Once we’d all gathered up around the campfire, I asked the most pressing question on my mind:
“I am aware that we are way over the regular two month time limit before heading home on two weeks of rest and relaxation. With that in mind, I assume there will be further celebration in the town and people will attempt to get back to normal. So my question to all of you is whether you would like to pull up stakes and head back to HQ for a debrief, followed immediately by rest and relaxation on earth, or if we will be sucking around here for a short time. For this, I am happy to take a vote. And this will include our bond mates.”
Drat coughed into his hand. Then he also said the following words: “Cough, unfair, cough!” Followed by another couple of regular coughs that weren’t him speaking aloud.
“You just said ‘cough’ and then unfair, and then ‘cough again,” Cinzy noted drily.
Drat blinked at her innocently.
The assembled members, including Airaconda, Tweedle Dee, Fairy Poppins, Garnet, Muppin, McCauley Skulkins, Vellenia, and Shakindria all started to discuss the matter. Poppins and Cinzy communicated however they did, as did Isabelle and Muppin.
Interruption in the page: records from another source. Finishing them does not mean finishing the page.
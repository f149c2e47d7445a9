//! In-process simulated transport.
//!
//! Stands in for a real connection manager: each `connect` plays out
//! Connecting → Ready, or Connecting → TransientFailure → (backoff) → Idle
//! for addresses marked down, and reports every step to the policy event loop.

use std::collections::{HashMap, HashSet};
use std::sync::{Arc, Mutex, MutexGuard, PoisonError};
use std::time::Duration;

use crate::health::state::ConnectivityState;
use crate::load_balancer::endpoint::Endpoint;
use crate::load_balancer::events::PolicySender;
use crate::net::transport::{BackendId, Transport};

/// Timing of simulated connection attempts.
#[derive(Debug, Clone, Copy)]
pub struct SimulationTiming {
    /// Time from Connecting to Ready/TransientFailure.
    pub connect_delay: Duration,
    /// Time spent in TransientFailure before returning to Idle.
    pub failure_backoff: Duration,
}

impl Default for SimulationTiming {
    fn default() -> Self {
        Self {
            connect_delay: Duration::from_millis(50),
            failure_backoff: Duration::from_millis(500),
        }
    }
}

#[derive(Debug, Default)]
struct Inner {
    addresses: HashMap<BackendId, String>,
    connecting: HashSet<BackendId>,
    down: HashSet<String>,
}

/// Transport whose backends connect instantly-ish, or fail if marked down.
#[derive(Debug)]
pub struct SimulatedTransport {
    events: PolicySender,
    timing: SimulationTiming,
    inner: Arc<Mutex<Inner>>,
}

impl SimulatedTransport {
    pub fn new(events: PolicySender, timing: SimulationTiming) -> Self {
        Self {
            events,
            timing,
            inner: Arc::new(Mutex::new(Inner::default())),
        }
    }

    /// Mark an address down (connects fail) or back up.
    pub fn set_down(&self, address: &str, down: bool) {
        let mut inner = self.lock();
        if down {
            inner.down.insert(address.to_string());
        } else {
            inner.down.remove(address);
        }
    }

    fn lock(&self) -> MutexGuard<'_, Inner> {
        self.inner.lock().unwrap_or_else(PoisonError::into_inner)
    }
}

impl Transport for SimulatedTransport {
    fn create(&self, id: BackendId, endpoint: &Endpoint) {
        self.lock()
            .addresses
            .insert(id, endpoint.address().to_string());
    }

    fn connect(&self, id: BackendId) {
        let fails = {
            let mut inner = self.lock();
            let Some(address) = inner.addresses.get(&id) else {
                tracing::debug!(backend_id = %id, "Connect for unknown backend, ignoring");
                return;
            };
            let fails = inner.down.contains(address);
            if !inner.connecting.insert(id) {
                return;
            }
            fails
        };

        let Ok(runtime) = tokio::runtime::Handle::try_current() else {
            tracing::warn!(backend_id = %id, "No Tokio runtime, cannot simulate connect");
            self.lock().connecting.remove(&id);
            return;
        };

        let events = self.events.clone();
        let timing = self.timing;
        let inner = self.inner.clone();
        runtime.spawn(async move {
            events.report(id, ConnectivityState::Connecting);
            tokio::time::sleep(timing.connect_delay).await;
            let last = if fails {
                events.report(id, ConnectivityState::TransientFailure);
                tokio::time::sleep(timing.failure_backoff).await;
                ConnectivityState::Idle
            } else {
                ConnectivityState::Ready
            };
            // Released before the last report; the policy may redial on seeing Idle.
            inner
                .lock()
                .unwrap_or_else(PoisonError::into_inner)
                .connecting
                .remove(&id);
            events.report(id, last);
        });
    }

    fn shutdown(&self, id: BackendId) {
        let mut inner = self.lock();
        inner.addresses.remove(&id);
        inner.connecting.remove(&id);
    }
}

#[cfg(test)]
mod tests {
    use super::*;
    use crate::load_balancer::events::{policy_channel, PolicyEvent};
    use crate::net::transport::ConnectivityEvent;
    use tokio::sync::mpsc;

    async fn next_state(events: &mut mpsc::UnboundedReceiver<PolicyEvent>) -> ConnectivityState {
        let event = tokio::time::timeout(Duration::from_secs(2), events.recv())
            .await
            .expect("no state reported in time");
        match event {
            Some(PolicyEvent::StateChanged(ConnectivityEvent { state, .. })) => state,
            other => panic!("unexpected event {:?}", other),
        }
    }

    fn timing() -> SimulationTiming {
        SimulationTiming {
            connect_delay: Duration::from_millis(1),
            failure_backoff: Duration::from_millis(1),
        }
    }

    #[tokio::test]
    async fn test_healthy_address_becomes_ready() {
        let (sender, mut events) = policy_channel();
        let transport = SimulatedTransport::new(sender, timing());
        let id = BackendId::new(1);
        transport.create(id, &Endpoint::new("10.0.0.1:80"));

        transport.connect(id);
        assert_eq!(next_state(&mut events).await, ConnectivityState::Connecting);
        assert_eq!(next_state(&mut events).await, ConnectivityState::Ready);
    }

    #[tokio::test(flavor = "multi_thread", worker_threads = 2)]
    async fn test_redial_accepted_as_soon_as_idle_is_reported() {
        let (sender, mut events) = policy_channel();
        let transport = SimulatedTransport::new(sender, timing());
        let id = BackendId::new(1);
        transport.create(id, &Endpoint::new("10.0.0.1:80"));
        transport.set_down("10.0.0.1:80", true);

        for _ in 0..20 {
            transport.connect(id);
            assert_eq!(next_state(&mut events).await, ConnectivityState::Connecting);
            assert_eq!(next_state(&mut events).await, ConnectivityState::TransientFailure);
            assert_eq!(next_state(&mut events).await, ConnectivityState::Idle);
        }
    }

    #[tokio::test]
    async fn test_connect_after_shutdown_is_ignored() {
        let (sender, mut events) = policy_channel();
        let transport = SimulatedTransport::new(sender, timing());
        let id = BackendId::new(1);
        transport.create(id, &Endpoint::new("10.0.0.1:80"));
        transport.shutdown(id);

        transport.connect(id);
        tokio::time::sleep(Duration::from_millis(20)).await;
        assert!(events.try_recv().is_err());
    }
}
She put her head against the great stone face of her hippo-sized Nakamamon bond mate.
I approached, and gave Muppin a scritching in one of the spots I knew he liked. “How are you doing?”
She looked to me, a complicated mix of emotions all vying for space on her face. “Oh, you know… feeling betrayed.”
“Understandable. Though nothing happened. I removed the possibility of that by leaving.”
She chewed her lip and peered out into the distance. “It’s not me she wants though, Fletcher. She showed me that.”
“I feel it necessary to add that you, however, came and tested me out once upon a time, in my tent. After dark.”
She looked abashed.
“You two have a lot of fun, you have chemistry. You seem good together… except for a few inches of flesh.” I grinned apologetically. “I recall you both professing your love for one another.”
She winced and frowned.
“Right, boo?”
She snorted laughter. “Shut up.”
After Isabelle departed with her thoughts and her decision, I turned back to my character sheet.
For skill points, the choices were easy. Now that Diagnostics and Treatments were just one point each, I put one in each. I put another into Transmutation, since I’d already used that one several times. Another went into Develop Cure for Medium, another for Huge, and finally, one more for Develop Cure (Human).
“I can’t believe there’s one for human,” I told myself.
Christopher Fletcher
Healer - Apprentice Arcane Mender 29
Pleasure Seeker - Initiate Indulgent Consort 26
Attributes:
Affinity 9
Durability 6
Ingenuity 9
Likability 7
Physicality 8
Free Tokens 7
Healer (Arcane Mender) Skills:
Diagnostics 6
Treatments 6
Develop cure (swarm 5, small 6, medium 6, large 6, huge 2)
Develop cure (unique) 9
Develop cure (human) 2
Administer Cure 9
Instinctual Casting 8
Mana Affinity 3
Mana Shaping 3
Spellcasting (Abjuration 1, Conjuration 1, Evocation 1, Transmutation 3)
Meditation 4
Pleasure Seeker Qualities:
Girth 2
Load 1
Stave Off 3
Length 4
Tongue 3
Adaptability 7
Pheromones 4
Group Play 2
Other Skills:
Identify 5
Hiking 3
Cooking 1
Persuasion 1
Divine Resistance 9
Stealth 1
This is Christopher getting closer to his ultimate goal.